WORK TO BE COMPLETED →
Going from the top of the data below, give again each line through the one containing "use validator::Validate;", both ends kept.
==================================================
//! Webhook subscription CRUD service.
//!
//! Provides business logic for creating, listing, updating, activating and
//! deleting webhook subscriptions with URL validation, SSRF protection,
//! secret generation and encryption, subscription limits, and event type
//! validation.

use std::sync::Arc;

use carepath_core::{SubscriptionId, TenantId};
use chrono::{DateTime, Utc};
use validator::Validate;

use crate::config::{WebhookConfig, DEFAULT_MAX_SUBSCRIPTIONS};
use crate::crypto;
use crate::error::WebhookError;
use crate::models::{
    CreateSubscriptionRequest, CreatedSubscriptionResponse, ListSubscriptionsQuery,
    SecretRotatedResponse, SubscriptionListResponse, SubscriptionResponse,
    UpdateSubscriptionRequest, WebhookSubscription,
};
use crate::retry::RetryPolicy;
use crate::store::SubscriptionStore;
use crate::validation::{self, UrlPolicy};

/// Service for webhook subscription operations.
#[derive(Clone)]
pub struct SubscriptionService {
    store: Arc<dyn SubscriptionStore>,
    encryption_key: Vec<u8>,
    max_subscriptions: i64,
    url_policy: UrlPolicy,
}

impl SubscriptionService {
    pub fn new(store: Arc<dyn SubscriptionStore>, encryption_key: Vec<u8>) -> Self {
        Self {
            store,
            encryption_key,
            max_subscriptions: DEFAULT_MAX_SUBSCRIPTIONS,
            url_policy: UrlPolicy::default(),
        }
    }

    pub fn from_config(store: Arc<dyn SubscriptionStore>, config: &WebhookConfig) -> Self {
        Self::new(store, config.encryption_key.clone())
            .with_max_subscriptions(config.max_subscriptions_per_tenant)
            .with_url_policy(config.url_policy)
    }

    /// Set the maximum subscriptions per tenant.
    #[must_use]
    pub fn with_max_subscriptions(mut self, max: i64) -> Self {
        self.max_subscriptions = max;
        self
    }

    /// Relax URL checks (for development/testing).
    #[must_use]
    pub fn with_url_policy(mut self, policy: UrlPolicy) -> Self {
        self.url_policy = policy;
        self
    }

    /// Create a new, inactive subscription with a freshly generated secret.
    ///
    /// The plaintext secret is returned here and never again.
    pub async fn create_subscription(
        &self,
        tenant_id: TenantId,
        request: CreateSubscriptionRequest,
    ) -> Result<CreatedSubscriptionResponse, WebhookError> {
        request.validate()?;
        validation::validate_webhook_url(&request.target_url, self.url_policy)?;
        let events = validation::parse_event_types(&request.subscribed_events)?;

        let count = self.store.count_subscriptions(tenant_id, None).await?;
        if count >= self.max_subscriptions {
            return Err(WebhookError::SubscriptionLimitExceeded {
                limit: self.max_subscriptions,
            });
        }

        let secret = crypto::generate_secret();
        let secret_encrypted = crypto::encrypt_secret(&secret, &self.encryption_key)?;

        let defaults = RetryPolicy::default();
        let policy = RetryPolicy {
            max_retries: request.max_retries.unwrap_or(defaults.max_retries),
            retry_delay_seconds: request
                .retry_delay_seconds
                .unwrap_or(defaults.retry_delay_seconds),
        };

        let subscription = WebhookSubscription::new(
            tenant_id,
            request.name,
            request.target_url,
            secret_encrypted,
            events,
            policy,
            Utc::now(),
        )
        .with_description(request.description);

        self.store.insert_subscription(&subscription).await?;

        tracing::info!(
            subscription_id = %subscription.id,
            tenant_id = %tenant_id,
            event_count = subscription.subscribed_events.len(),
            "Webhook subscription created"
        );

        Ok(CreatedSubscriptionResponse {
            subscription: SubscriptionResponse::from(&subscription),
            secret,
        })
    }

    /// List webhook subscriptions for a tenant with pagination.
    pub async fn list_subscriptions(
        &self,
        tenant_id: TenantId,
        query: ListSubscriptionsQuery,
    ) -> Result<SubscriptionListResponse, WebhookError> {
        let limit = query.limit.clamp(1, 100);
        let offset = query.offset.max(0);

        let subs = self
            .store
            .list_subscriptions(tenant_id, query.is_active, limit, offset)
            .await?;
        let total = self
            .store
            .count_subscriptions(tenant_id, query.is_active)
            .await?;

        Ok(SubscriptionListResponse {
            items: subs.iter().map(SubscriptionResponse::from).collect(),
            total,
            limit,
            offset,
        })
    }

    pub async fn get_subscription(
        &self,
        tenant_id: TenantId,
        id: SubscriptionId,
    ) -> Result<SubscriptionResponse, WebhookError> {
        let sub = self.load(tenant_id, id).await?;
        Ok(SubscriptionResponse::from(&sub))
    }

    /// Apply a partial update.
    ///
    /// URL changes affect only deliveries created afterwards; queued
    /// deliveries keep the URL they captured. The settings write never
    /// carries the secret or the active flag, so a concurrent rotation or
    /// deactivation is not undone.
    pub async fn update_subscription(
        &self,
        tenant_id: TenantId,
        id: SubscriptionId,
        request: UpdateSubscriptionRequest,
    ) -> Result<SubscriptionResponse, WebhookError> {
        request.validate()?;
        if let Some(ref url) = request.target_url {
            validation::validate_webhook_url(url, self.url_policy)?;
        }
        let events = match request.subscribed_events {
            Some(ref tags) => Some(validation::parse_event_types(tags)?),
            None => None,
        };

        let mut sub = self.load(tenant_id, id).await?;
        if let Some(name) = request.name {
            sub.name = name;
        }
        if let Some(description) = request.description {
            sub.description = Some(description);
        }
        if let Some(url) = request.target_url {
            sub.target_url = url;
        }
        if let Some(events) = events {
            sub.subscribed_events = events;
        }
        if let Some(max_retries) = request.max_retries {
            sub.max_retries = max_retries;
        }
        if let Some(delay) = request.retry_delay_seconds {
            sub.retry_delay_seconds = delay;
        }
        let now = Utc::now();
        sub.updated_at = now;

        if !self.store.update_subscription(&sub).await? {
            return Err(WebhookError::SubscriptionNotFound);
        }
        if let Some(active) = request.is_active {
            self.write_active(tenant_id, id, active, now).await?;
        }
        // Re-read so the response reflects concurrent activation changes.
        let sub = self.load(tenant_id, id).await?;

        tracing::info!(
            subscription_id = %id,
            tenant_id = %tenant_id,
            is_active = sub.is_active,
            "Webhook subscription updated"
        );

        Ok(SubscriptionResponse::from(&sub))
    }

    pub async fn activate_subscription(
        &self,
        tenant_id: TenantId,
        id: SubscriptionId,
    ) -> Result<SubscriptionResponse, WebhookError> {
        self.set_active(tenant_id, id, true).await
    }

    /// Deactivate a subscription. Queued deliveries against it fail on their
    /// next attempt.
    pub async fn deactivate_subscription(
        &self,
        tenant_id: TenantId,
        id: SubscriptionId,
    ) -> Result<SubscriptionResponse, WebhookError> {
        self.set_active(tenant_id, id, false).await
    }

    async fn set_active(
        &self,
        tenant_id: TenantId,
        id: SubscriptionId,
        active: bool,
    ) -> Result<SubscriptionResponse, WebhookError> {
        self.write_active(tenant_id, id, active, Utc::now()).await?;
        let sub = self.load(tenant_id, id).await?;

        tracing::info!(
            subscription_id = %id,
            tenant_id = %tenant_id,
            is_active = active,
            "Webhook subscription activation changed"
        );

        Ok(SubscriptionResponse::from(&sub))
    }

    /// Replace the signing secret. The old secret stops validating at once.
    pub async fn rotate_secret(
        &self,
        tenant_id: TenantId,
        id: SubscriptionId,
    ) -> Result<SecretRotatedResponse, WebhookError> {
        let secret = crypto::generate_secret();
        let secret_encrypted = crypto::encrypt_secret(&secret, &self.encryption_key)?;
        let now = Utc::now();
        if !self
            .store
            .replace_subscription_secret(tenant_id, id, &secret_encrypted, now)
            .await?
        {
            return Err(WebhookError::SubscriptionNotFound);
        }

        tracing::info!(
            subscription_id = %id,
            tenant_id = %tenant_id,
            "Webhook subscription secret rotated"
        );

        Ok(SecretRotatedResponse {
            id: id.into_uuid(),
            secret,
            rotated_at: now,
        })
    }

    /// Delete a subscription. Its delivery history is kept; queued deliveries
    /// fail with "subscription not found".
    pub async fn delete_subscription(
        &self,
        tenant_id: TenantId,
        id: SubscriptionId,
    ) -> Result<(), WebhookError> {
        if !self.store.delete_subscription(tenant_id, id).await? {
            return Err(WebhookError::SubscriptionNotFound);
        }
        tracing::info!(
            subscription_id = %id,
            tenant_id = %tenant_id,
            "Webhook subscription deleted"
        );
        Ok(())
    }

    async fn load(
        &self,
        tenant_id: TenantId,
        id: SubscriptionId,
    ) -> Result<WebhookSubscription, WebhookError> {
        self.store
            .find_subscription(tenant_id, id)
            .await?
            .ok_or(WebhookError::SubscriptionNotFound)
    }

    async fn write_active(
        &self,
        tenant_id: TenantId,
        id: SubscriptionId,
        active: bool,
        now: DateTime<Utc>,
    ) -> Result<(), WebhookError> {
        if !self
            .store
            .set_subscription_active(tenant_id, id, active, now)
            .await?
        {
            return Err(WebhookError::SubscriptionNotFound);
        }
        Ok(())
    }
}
==================================================
TASK RESPONSE →
//! Webhook subscription CRUD service.
//!
//! Provides business logic for creating, listing, updating, activating and
//! deleting webhook subscriptions with URL validation, SSRF protection,
//! secret generation and encryption, subscription limits, and event type
//! validation.

use std::sync::Arc;

use carepath_core::{SubscriptionId, TenantId};
use chrono::{DateTime, Utc};
use validator::Validate;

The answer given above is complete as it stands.